> _EXCERPTED RECORDS_:
================================

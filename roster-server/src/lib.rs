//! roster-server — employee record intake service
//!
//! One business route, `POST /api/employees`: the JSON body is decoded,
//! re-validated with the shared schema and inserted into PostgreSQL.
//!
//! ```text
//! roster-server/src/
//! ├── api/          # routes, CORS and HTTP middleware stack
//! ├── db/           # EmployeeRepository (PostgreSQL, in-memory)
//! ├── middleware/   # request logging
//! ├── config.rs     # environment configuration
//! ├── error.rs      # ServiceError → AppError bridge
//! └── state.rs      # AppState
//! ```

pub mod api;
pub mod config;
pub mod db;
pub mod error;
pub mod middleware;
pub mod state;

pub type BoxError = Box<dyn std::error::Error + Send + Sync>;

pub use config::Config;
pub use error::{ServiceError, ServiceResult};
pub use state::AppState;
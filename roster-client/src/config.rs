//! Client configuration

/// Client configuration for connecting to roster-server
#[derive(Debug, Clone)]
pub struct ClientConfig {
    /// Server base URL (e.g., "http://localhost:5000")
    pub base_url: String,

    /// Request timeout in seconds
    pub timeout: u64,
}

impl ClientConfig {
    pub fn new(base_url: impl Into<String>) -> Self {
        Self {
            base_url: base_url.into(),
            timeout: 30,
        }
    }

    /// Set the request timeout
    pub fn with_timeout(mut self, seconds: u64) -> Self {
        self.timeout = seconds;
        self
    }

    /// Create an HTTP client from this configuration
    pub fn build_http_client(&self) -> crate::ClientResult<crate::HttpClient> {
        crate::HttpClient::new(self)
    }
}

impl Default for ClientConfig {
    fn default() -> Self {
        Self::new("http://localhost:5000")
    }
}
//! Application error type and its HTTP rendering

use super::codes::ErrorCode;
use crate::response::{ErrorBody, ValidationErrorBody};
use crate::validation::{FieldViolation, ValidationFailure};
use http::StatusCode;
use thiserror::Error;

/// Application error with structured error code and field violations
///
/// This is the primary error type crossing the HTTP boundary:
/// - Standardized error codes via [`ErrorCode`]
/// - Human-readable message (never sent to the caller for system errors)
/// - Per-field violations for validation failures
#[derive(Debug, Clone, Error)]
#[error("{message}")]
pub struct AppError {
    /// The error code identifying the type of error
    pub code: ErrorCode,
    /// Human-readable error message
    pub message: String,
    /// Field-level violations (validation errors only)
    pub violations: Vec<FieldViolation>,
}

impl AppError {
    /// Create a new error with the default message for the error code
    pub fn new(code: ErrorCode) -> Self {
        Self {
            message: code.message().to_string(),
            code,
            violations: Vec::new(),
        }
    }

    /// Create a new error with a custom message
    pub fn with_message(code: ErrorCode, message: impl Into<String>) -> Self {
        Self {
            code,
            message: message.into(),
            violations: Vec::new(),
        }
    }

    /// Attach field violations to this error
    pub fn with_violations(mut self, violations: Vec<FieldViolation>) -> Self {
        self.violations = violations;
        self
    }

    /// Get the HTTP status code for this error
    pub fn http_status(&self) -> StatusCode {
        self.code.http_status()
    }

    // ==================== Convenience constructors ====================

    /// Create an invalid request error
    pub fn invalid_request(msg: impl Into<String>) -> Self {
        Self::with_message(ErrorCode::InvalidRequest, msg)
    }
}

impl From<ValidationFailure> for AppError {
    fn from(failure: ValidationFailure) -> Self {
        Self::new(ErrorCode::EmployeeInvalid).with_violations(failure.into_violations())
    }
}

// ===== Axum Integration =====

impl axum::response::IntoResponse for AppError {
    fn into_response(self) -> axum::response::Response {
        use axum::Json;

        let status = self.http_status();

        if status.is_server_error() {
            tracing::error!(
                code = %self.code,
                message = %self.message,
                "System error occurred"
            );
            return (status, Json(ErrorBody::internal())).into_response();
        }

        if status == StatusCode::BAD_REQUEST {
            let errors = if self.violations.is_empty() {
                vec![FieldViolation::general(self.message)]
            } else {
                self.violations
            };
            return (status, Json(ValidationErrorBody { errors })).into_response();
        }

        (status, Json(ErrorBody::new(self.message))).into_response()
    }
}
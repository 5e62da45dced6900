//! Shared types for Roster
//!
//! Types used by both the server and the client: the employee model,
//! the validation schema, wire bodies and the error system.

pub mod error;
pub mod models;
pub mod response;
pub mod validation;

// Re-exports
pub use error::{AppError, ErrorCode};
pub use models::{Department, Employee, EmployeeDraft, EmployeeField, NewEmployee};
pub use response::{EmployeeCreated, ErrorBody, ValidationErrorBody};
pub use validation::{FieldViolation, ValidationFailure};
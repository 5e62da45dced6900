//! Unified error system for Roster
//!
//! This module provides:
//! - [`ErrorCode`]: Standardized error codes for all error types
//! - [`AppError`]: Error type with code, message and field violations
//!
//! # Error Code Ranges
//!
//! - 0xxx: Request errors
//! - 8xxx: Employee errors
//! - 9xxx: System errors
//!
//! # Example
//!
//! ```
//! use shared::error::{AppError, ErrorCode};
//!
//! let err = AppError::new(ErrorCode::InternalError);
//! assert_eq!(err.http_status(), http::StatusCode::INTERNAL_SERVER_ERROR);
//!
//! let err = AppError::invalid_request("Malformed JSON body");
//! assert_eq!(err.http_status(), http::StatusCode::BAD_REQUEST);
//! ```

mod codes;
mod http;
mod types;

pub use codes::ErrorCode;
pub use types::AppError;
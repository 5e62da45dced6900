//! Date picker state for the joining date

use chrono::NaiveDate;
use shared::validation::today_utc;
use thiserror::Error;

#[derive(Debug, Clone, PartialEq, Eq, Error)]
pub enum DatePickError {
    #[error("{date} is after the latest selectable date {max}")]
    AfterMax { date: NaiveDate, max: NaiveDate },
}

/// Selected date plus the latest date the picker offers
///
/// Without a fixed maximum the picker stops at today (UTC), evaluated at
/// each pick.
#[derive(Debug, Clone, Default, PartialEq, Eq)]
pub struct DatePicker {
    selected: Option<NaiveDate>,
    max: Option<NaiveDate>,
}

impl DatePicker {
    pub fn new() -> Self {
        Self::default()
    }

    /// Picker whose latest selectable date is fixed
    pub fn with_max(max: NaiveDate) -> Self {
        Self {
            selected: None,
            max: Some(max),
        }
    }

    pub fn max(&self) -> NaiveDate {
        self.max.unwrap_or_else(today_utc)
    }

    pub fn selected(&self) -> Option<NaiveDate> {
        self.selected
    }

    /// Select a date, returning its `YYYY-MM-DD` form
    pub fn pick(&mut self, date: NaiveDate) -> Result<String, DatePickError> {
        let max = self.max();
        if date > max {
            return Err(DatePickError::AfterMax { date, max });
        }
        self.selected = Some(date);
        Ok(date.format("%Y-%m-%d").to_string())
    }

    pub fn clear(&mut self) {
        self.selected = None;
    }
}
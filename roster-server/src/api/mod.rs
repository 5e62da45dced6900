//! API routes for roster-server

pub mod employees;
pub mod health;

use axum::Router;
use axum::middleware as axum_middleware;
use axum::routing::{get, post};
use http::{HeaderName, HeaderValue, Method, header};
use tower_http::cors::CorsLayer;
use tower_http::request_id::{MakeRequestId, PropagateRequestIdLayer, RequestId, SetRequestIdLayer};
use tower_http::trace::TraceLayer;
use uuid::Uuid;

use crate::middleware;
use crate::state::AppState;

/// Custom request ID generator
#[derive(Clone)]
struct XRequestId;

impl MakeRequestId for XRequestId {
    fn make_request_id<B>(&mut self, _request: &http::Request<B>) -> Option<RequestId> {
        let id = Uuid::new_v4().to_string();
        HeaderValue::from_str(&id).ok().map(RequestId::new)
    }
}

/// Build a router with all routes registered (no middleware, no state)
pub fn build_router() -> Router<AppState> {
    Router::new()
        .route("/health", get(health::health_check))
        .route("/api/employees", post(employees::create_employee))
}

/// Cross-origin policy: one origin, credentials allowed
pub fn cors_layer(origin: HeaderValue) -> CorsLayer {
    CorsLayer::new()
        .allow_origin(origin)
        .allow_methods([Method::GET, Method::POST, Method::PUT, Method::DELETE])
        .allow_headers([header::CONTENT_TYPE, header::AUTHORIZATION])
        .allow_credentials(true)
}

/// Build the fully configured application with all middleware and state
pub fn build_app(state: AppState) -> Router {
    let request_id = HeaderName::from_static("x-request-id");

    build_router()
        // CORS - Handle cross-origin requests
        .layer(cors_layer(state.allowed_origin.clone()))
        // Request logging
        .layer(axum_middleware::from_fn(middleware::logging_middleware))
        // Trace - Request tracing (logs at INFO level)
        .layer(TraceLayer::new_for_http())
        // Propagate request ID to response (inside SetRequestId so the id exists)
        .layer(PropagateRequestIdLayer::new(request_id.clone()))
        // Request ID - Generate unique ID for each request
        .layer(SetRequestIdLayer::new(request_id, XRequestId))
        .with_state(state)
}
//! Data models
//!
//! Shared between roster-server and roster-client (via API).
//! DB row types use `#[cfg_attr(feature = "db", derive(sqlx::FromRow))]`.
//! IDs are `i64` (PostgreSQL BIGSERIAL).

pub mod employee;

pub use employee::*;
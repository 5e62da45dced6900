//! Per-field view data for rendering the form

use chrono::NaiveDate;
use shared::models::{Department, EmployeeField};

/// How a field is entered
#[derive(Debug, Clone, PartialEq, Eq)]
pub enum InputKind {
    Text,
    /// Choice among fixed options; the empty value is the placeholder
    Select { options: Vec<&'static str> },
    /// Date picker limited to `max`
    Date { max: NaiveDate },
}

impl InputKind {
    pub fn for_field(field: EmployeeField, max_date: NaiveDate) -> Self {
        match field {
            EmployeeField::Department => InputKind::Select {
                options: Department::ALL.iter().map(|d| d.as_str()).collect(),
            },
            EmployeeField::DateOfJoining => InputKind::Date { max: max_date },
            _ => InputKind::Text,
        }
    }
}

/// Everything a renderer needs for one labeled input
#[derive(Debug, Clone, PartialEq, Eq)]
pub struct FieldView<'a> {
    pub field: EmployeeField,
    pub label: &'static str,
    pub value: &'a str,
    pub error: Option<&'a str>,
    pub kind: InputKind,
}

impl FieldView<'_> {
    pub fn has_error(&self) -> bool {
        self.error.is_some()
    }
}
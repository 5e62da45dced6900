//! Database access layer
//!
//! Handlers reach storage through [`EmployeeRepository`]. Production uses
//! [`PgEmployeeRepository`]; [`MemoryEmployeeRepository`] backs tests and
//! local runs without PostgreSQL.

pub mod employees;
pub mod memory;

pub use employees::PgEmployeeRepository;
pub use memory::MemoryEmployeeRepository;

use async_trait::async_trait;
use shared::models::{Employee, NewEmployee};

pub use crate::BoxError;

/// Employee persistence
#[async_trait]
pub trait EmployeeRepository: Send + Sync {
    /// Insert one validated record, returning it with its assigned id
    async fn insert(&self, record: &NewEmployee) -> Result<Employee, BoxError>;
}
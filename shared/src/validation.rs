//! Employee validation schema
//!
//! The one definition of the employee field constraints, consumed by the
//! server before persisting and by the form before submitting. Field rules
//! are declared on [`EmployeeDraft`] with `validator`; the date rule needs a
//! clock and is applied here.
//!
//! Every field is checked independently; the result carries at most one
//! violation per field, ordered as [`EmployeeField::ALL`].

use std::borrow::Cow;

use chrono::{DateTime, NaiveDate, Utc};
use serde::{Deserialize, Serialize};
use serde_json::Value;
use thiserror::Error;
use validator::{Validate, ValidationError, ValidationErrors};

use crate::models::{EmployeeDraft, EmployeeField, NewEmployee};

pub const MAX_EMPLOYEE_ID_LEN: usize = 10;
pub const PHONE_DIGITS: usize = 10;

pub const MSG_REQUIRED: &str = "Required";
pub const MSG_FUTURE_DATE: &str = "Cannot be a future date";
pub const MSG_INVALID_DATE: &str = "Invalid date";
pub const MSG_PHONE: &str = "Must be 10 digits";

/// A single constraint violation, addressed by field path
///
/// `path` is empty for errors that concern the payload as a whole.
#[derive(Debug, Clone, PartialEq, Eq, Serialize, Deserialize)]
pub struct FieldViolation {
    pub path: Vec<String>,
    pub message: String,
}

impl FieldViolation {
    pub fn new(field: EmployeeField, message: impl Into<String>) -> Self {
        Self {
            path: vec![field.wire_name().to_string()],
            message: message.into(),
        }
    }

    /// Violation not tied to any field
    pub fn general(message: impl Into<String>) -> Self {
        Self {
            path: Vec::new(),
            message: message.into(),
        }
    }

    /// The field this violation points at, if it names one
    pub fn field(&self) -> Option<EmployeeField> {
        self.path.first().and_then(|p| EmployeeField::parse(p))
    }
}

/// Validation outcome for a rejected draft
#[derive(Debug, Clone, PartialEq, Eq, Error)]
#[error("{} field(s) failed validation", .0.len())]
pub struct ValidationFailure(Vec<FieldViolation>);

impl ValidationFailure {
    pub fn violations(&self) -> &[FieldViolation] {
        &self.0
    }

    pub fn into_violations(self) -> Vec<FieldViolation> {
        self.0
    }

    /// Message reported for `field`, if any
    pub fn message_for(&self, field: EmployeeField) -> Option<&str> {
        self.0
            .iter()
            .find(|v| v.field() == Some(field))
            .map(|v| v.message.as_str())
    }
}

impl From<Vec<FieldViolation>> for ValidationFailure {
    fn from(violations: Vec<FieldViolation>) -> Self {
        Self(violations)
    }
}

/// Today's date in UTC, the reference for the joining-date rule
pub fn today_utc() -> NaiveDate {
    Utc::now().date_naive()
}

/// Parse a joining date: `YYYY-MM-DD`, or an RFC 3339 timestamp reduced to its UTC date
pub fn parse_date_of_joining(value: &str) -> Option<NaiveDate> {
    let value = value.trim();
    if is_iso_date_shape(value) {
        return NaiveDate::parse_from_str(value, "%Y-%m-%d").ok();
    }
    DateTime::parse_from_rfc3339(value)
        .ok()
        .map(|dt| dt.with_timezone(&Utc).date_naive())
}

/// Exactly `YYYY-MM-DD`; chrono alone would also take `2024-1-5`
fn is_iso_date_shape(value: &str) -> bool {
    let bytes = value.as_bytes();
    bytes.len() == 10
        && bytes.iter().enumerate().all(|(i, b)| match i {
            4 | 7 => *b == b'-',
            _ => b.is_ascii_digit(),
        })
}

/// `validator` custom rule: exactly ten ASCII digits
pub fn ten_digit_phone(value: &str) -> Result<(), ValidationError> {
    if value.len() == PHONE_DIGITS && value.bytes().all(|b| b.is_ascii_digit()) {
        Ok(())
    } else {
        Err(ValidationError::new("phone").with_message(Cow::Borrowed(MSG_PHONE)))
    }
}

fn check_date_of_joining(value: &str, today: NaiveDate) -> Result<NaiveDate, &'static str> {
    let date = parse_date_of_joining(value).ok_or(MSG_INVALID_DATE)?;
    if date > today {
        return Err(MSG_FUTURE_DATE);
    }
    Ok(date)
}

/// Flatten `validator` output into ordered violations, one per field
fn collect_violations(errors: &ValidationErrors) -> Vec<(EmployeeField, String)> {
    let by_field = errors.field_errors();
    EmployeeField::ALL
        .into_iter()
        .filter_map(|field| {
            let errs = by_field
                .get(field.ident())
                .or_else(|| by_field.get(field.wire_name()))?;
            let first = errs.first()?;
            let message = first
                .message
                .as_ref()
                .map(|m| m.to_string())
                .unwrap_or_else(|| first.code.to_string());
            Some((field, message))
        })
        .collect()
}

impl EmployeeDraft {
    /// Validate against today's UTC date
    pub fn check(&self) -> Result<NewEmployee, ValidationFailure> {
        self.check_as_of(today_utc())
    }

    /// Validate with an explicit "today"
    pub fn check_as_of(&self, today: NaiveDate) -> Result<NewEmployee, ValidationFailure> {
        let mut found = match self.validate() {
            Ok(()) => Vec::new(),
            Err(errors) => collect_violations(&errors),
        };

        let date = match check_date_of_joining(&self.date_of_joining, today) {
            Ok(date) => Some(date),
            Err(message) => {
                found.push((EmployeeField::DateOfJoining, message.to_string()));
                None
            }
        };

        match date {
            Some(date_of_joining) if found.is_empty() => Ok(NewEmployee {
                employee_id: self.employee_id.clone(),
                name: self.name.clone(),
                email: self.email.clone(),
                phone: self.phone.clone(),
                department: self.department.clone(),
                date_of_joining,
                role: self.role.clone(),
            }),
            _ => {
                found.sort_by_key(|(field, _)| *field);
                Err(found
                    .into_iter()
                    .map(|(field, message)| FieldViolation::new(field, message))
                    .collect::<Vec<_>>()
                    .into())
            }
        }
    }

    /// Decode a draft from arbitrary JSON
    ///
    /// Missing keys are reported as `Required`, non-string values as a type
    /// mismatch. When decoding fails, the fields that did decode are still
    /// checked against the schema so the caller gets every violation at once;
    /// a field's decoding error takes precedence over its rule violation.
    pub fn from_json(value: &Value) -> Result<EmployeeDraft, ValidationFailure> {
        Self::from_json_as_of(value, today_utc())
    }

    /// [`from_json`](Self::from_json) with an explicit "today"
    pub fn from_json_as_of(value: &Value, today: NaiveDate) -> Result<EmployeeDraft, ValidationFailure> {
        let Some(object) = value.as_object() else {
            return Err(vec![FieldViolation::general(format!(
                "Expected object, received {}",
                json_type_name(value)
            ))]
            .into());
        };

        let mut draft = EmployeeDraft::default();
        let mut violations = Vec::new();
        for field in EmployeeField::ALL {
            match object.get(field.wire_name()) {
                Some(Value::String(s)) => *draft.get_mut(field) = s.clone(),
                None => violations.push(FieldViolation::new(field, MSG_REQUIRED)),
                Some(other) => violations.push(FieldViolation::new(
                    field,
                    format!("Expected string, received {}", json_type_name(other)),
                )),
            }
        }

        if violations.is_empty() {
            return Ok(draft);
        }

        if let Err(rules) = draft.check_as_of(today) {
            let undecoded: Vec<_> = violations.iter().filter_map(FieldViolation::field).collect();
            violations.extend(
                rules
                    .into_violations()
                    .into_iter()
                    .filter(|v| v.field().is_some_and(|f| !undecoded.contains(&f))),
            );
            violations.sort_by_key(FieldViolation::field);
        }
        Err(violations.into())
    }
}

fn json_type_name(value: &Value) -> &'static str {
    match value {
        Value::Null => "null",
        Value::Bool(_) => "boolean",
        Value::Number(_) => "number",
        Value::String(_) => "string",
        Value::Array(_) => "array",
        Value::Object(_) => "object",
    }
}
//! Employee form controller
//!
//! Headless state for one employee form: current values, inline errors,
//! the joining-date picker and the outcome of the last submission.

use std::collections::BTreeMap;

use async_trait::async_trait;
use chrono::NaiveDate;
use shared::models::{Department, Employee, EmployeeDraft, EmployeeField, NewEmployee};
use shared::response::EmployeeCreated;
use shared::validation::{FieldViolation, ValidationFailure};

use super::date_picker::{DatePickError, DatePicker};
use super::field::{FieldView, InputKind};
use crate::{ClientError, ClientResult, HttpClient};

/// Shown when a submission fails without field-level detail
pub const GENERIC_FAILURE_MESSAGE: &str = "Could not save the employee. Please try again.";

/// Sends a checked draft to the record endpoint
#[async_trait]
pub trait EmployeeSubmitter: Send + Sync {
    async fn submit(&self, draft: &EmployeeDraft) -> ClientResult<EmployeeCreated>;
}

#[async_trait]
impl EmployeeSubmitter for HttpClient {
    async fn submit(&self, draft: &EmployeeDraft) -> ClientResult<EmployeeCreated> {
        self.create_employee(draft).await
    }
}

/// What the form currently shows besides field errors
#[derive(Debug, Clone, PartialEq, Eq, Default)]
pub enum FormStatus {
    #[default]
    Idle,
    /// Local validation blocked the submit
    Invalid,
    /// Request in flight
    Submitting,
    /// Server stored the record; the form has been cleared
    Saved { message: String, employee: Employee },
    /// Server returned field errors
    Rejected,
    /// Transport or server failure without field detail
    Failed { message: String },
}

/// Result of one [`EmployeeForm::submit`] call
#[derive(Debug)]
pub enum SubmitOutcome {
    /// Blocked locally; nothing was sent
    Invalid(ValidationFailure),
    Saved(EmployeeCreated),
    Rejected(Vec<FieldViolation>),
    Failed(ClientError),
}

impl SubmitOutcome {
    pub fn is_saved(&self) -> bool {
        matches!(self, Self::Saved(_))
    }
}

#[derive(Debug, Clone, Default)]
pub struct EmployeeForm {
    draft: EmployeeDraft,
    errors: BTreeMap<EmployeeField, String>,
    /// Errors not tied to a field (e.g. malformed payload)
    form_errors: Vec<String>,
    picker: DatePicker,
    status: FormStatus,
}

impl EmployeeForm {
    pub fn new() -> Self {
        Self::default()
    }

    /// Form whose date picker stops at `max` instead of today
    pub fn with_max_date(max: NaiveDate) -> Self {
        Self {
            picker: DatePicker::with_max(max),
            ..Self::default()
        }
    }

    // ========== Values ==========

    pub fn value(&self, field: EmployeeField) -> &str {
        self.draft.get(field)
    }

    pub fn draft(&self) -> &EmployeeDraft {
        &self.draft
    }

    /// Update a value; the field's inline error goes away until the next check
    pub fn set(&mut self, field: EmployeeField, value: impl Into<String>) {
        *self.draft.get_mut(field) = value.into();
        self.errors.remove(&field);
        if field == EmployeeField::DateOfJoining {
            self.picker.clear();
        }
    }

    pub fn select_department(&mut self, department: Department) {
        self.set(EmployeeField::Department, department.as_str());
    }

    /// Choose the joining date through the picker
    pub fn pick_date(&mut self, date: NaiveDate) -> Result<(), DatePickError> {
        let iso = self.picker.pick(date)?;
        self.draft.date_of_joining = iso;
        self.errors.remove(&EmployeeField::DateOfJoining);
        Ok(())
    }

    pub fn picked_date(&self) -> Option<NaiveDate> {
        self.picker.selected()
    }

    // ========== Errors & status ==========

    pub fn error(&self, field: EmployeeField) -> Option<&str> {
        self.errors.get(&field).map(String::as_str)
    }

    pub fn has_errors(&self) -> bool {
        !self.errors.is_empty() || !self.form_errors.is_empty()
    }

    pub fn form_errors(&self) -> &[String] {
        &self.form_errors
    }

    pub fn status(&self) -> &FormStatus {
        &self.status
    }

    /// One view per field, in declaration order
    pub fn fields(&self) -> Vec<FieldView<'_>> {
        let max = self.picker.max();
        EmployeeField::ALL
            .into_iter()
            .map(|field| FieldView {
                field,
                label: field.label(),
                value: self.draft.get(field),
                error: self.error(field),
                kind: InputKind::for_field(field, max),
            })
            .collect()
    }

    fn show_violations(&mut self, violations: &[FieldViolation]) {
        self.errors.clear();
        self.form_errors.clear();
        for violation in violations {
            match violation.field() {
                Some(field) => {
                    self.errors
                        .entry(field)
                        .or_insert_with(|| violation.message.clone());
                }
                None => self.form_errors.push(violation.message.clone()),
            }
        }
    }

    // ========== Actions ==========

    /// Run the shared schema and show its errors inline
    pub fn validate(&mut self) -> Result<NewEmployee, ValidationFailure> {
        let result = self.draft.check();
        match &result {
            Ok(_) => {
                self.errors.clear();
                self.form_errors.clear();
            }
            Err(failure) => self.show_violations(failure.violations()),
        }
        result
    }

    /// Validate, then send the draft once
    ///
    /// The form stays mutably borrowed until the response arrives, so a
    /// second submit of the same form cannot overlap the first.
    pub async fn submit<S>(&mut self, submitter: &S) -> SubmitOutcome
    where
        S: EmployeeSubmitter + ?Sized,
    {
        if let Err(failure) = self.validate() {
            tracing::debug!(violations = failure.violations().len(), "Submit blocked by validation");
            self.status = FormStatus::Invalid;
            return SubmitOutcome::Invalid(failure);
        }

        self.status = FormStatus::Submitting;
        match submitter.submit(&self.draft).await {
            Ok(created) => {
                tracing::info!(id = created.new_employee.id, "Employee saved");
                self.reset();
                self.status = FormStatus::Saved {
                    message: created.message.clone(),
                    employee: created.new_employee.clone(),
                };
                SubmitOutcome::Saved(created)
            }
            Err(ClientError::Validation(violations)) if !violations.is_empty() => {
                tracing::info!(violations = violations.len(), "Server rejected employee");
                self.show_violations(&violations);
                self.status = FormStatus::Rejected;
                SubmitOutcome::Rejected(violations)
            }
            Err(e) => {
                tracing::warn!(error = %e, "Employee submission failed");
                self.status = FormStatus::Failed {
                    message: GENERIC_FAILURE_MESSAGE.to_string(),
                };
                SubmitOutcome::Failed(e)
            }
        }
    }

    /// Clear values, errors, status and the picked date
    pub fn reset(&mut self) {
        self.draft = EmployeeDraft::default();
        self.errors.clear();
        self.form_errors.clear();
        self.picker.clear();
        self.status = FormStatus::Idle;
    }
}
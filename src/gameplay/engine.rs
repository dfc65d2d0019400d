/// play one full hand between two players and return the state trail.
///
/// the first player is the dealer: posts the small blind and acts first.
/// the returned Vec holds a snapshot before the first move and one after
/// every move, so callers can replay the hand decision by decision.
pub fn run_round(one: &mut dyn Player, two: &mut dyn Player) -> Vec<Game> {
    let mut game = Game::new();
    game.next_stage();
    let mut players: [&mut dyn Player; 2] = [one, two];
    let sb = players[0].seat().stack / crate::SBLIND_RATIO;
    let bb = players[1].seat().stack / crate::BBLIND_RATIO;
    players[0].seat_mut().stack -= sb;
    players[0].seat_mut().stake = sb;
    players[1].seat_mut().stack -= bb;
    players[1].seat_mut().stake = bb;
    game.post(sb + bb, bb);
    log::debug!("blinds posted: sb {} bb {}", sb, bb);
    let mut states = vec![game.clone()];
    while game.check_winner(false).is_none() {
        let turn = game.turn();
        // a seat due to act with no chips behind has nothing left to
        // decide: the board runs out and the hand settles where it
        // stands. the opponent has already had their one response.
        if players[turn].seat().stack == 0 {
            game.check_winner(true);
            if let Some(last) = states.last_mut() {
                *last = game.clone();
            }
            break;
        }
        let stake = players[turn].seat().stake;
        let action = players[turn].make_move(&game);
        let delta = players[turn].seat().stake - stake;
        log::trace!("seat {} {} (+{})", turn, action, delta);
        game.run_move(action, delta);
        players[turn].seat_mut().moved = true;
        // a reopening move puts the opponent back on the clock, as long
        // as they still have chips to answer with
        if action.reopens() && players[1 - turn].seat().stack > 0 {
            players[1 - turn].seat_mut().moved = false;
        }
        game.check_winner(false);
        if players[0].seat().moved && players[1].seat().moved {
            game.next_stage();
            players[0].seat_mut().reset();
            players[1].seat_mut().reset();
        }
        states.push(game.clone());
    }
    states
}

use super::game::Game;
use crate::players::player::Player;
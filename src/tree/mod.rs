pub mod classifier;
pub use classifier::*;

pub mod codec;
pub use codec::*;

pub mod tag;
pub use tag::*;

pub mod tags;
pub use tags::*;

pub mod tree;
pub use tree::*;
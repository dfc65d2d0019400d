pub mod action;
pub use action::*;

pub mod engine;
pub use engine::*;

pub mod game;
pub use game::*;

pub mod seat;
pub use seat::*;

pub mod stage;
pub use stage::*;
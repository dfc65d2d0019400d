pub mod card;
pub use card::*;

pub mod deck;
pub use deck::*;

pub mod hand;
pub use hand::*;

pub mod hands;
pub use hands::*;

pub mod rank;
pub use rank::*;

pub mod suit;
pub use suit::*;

================================

> _EXERCISE_:
Copy out each line in the preceding records that contains "FieldView".

> _EXERCISE RESULT_:
pub struct FieldView<'a> {
impl FieldView<'_> {
use super::field::{FieldView, InputKind};
    pub fn fields(&self) -> Vec<FieldView<'_>> {
            .map(|field| FieldView {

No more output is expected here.